BRIEF: Retype the entries. Match them exactly.

### MATERIAL SHOWN ###

//! Jira REST v3 request and response types.

use serde::{Deserialize, Serialize};
use serde_json::{json, Value};

/// Issue as returned by `GET /issue/{key}` (only the fields we ask for).
#[derive(Debug, Clone, Deserialize)]
pub struct Issue {
    pub id: String,
    pub key: String,
    #[serde(default)]
    pub fields: IssueFields,
}

#[derive(Debug, Clone, Default, Deserialize)]
pub struct IssueFields {
    #[serde(default)]
    pub summary: Option<String>,
    #[serde(default)]
    pub status: Option<IssueStatus>,
}

#[derive(Debug, Clone, Deserialize)]
pub struct IssueStatus {
    pub name: String,
}

/// Existing remote link on an issue.
#[derive(Debug, Clone, Deserialize)]
#[serde(rename_all = "camelCase")]
pub struct RemoteLink {
    pub id: u64,
    #[serde(default)]
    pub global_id: Option<String>,
    pub object: RemoteLinkObject,
}

impl RemoteLink {
    /// Whether this link already carries everything `request` would write.
    #[must_use]
    pub fn is_current(&self, request: &RemoteLinkRequest) -> bool {
        self.object.url == request.object.url
            && self.object.title == request.object.title
            && self.object.status == request.object.status
    }
}

/// Body for creating or updating a remote link.
#[derive(Debug, Clone, PartialEq, Serialize)]
#[serde(rename_all = "camelCase")]
pub struct RemoteLinkRequest {
    /// Stable identity; Jira updates instead of duplicating on a repeat POST
    pub global_id: String,
    pub application: Application,
    pub relationship: String,
    pub object: RemoteLinkObject,
}

#[derive(Debug, Clone, PartialEq, Eq, Serialize, Deserialize)]
pub struct Application {
    #[serde(rename = "type")]
    pub kind: String,
    pub name: String,
}

#[derive(Debug, Clone, PartialEq, Eq, Serialize, Deserialize)]
pub struct RemoteLinkObject {
    pub url: String,
    #[serde(default)]
    pub title: String,
    #[serde(default, skip_serializing_if = "Option::is_none")]
    pub summary: Option<String>,
    #[serde(default, skip_serializing_if = "Option::is_none")]
    pub icon: Option<Icon>,
    #[serde(default, skip_serializing_if = "Option::is_none")]
    pub status: Option<LinkStatus>,
}

#[derive(Debug, Clone, PartialEq, Eq, Serialize, Deserialize)]
pub struct Icon {
    #[serde(rename = "url16x16", default, skip_serializing_if = "Option::is_none")]
    pub url_16x16: Option<String>,
    #[serde(default, skip_serializing_if = "Option::is_none")]
    pub title: Option<String>,
}

/// Status block rendered next to the link (resolved links are struck through).
#[derive(Debug, Clone, PartialEq, Eq, Serialize, Deserialize)]
pub struct LinkStatus {
    #[serde(default)]
    pub resolved: bool,
    #[serde(default, skip_serializing_if = "Option::is_none")]
    pub icon: Option<Icon>,
}

/// Workflow transition available on an issue.
#[derive(Debug, Clone, PartialEq, Eq, Deserialize)]
pub struct Transition {
    pub id: String,
    pub name: String,
}

#[derive(Debug, Deserialize)]
pub(crate) struct TransitionsResponse {
    #[serde(default)]
    pub transitions: Vec<Transition>,
}

/// A run of comment text, optionally hyperlinked.
#[derive(Debug, Clone, PartialEq, Eq)]
pub struct TextSegment {
    pub text: String,
    pub link: Option<String>,
}

/// Single-paragraph comment, rendered as Atlassian Document Format.
#[derive(Debug, Clone, Default, PartialEq, Eq)]
pub struct Comment {
    segments: Vec<TextSegment>,
}

impl Comment {
    #[must_use]
    pub fn new() -> Self {
        Self::default()
    }

    #[must_use]
    pub fn text(mut self, text: impl Into<String>) -> Self {
        self.segments.push(TextSegment {
            text: text.into(),
            link: None,
        });
        self
    }

    #[must_use]
    pub fn link(mut self, text: impl Into<String>, href: impl Into<String>) -> Self {
        self.segments.push(TextSegment {
            text: text.into(),
            link: Some(href.into()),
        });
        self
    }

    /// Comment text without markup.
    #[must_use]
    pub fn plain_text(&self) -> String {
        self.segments.iter().map(|s| s.text.as_str()).collect()
    }

    /// ADF document for `POST /issue/{key}/comment`.
    #[must_use]
    pub fn to_adf(&self) -> Value {
        let content: Vec<Value> = self
            .segments
            .iter()
            .filter(|s| !s.text.is_empty())
            .map(|segment| match &segment.link {
                Some(href) => json!({
                    "type": "text",
                    "text": segment.text,
                    "marks": [{ "type": "link", "attrs": { "href": href } }]
                }),
                None => json!({ "type": "text", "text": segment.text }),
            })
            .collect();

        json!({
            "type": "doc",
            "version": 1,
            "content": [{ "type": "paragraph", "content": content }]
        })
    }
}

###

RESPONSE BELOW:
//! Jira REST v3 request and response types.

use serde::{Deserialize, Serialize};
use serde_json::{json, Value};

/// Issue as returned by `GET /issue/{key}` (only the fields we ask for).
#[derive(Debug, Clone, Deserialize)]
pub struct Issue {
    pub id: String,
    pub key: String,
    #[serde(default)]
    pub fields: IssueFields,
}

#[derive(Debug, Clone, Default, Deserialize)]
pub struct IssueFields {
    #[serde(default)]
    pub summary: Option<String>,
    #[serde(default)]
    pub status: Option<IssueStatus>,
}

#[derive(Debug, Clone, Deserialize)]
pub struct IssueStatus {
    pub name: String,
}

/// Existing remote link on an issue.
#[derive(Debug, Clone, Deserialize)]
#[serde(rename_all = "camelCase")]
pub struct RemoteLink {
    pub id: u64,
    #[serde(default)]
    pub global_id: Option<String>,
    pub object: RemoteLinkObject,
}

impl RemoteLink {
    /// Whether this link already carries everything `request` would write.
    #[must_use]
    pub fn is_current(&self, request: &RemoteLinkRequest) -> bool {
        self.object.url == request.object.url
            && self.object.title == request.object.title
            && self.object.status == request.object.status
    }
}

/// Body for creating or updating a remote link.
#[derive(Debug, Clone, PartialEq, Serialize)]
#[serde(rename_all = "camelCase")]
pub struct RemoteLinkRequest {
    /// Stable identity; Jira updates instead of duplicating on a repeat POST
    pub global_id: String,
    pub application: Application,
    pub relationship: String,
    pub object: RemoteLinkObject,
}

#[derive(Debug, Clone, PartialEq, Eq, Serialize, Deserialize)]
pub struct Application {
    #[serde(rename = "type")]
    pub kind: String,
    pub name: String,
}

#[derive(Debug, Clone, PartialEq, Eq, Serialize, Deserialize)]
pub struct RemoteLinkObject {
    pub url: String,
    #[serde(default)]
    pub title: String,
    #[serde(default, skip_serializing_if = "Option::is_none")]
    pub summary: Option<String>,
    #[serde(default, skip_serializing_if = "Option::is_none")]
    pub icon: Option<Icon>,
    #[serde(default, skip_serializing_if = "Option::is_none")]
    pub status: Option<LinkStatus>,
}

#[derive(Debug, Clone, PartialEq, Eq, Serialize, Deserialize)]
pub struct Icon {
    #[serde(rename = "url16x16", default, skip_serializing_if = "Option::is_none")]
    pub url_16x16: Option<String>,
    #[serde(default, skip_serializing_if = "Option::is_none")]
    pub title: Option<String>,
}

/// Status block rendered next to the link (resolved links are struck through).
#[derive(Debug, Clone, PartialEq, Eq, Serialize, Deserialize)]
pub struct LinkStatus {
    #[serde(default)]
    pub resolved: bool,
    #[serde(default, skip_serializing_if = "Option::is_none")]
    pub icon: Option<Icon>,
}

/// Workflow transition available on an issue.
#[derive(Debug, Clone, PartialEq, Eq, Deserialize)]
pub struct Transition {
    pub id: String,
    pub name: String,
}

#[derive(Debug, Deserialize)]
pub(crate) struct TransitionsResponse {
    #[serde(default)]
    pub transitions: Vec<Transition>,
}

/// A run of comment text, optionally hyperlinked.
#[derive(Debug, Clone, PartialEq, Eq)]
pub struct TextSegment {
    pub text: String,
    pub link: Option<String>,
}

/// Single-paragraph comment, rendered as Atlassian Document Format.
#[derive(Debug, Clone, Default, PartialEq, Eq)]
pub struct Comment {
    segments: Vec<TextSegment>,
}

impl Comment {
    #[must_use]
    pub fn new() -> Self {
        Self::default()
    }

    #[must_use]
    pub fn text(mut self, text: impl Into<String>) -> Self {
        self.segments.push(TextSegment {
            text: text.into(),
            link: None,
        });
        self
    }

    #[must_use]
    pub fn link(mut self, text: impl Into<String>, href: impl Into<String>) -> Self {
        self.segments.push(TextSegment {
            text: text.into(),
            link: Some(href.into()),
        });
        self
    }

    /// Comment text without markup.
    #[must_use]
    pub fn plain_text(&self) -> String {
        self.segments.iter().map(|s| s.text.as_str()).collect()
    }

    /// ADF document for `POST /issue/{key}/comment`.
    #[must_use]
    pub fn to_adf(&self) -> Value {
        let content: Vec<Value> = self
            .segments
            .iter()
            .filter(|s| !s.text.is_empty())
            .map(|segment| match &segment.link {
                Some(href) => json!({
                    "type": "text",
                    "text": segment.text,
                    "marks": [{ "type": "link", "attrs": { "href": href } }]
                }),
                None => json!({ "type": "text", "text": segment.text }),
            })
            .collect();

        json!({
            "type": "doc",
            "version": 1,
            "content": [{ "type": "paragraph", "content": content }]
        })
    }
}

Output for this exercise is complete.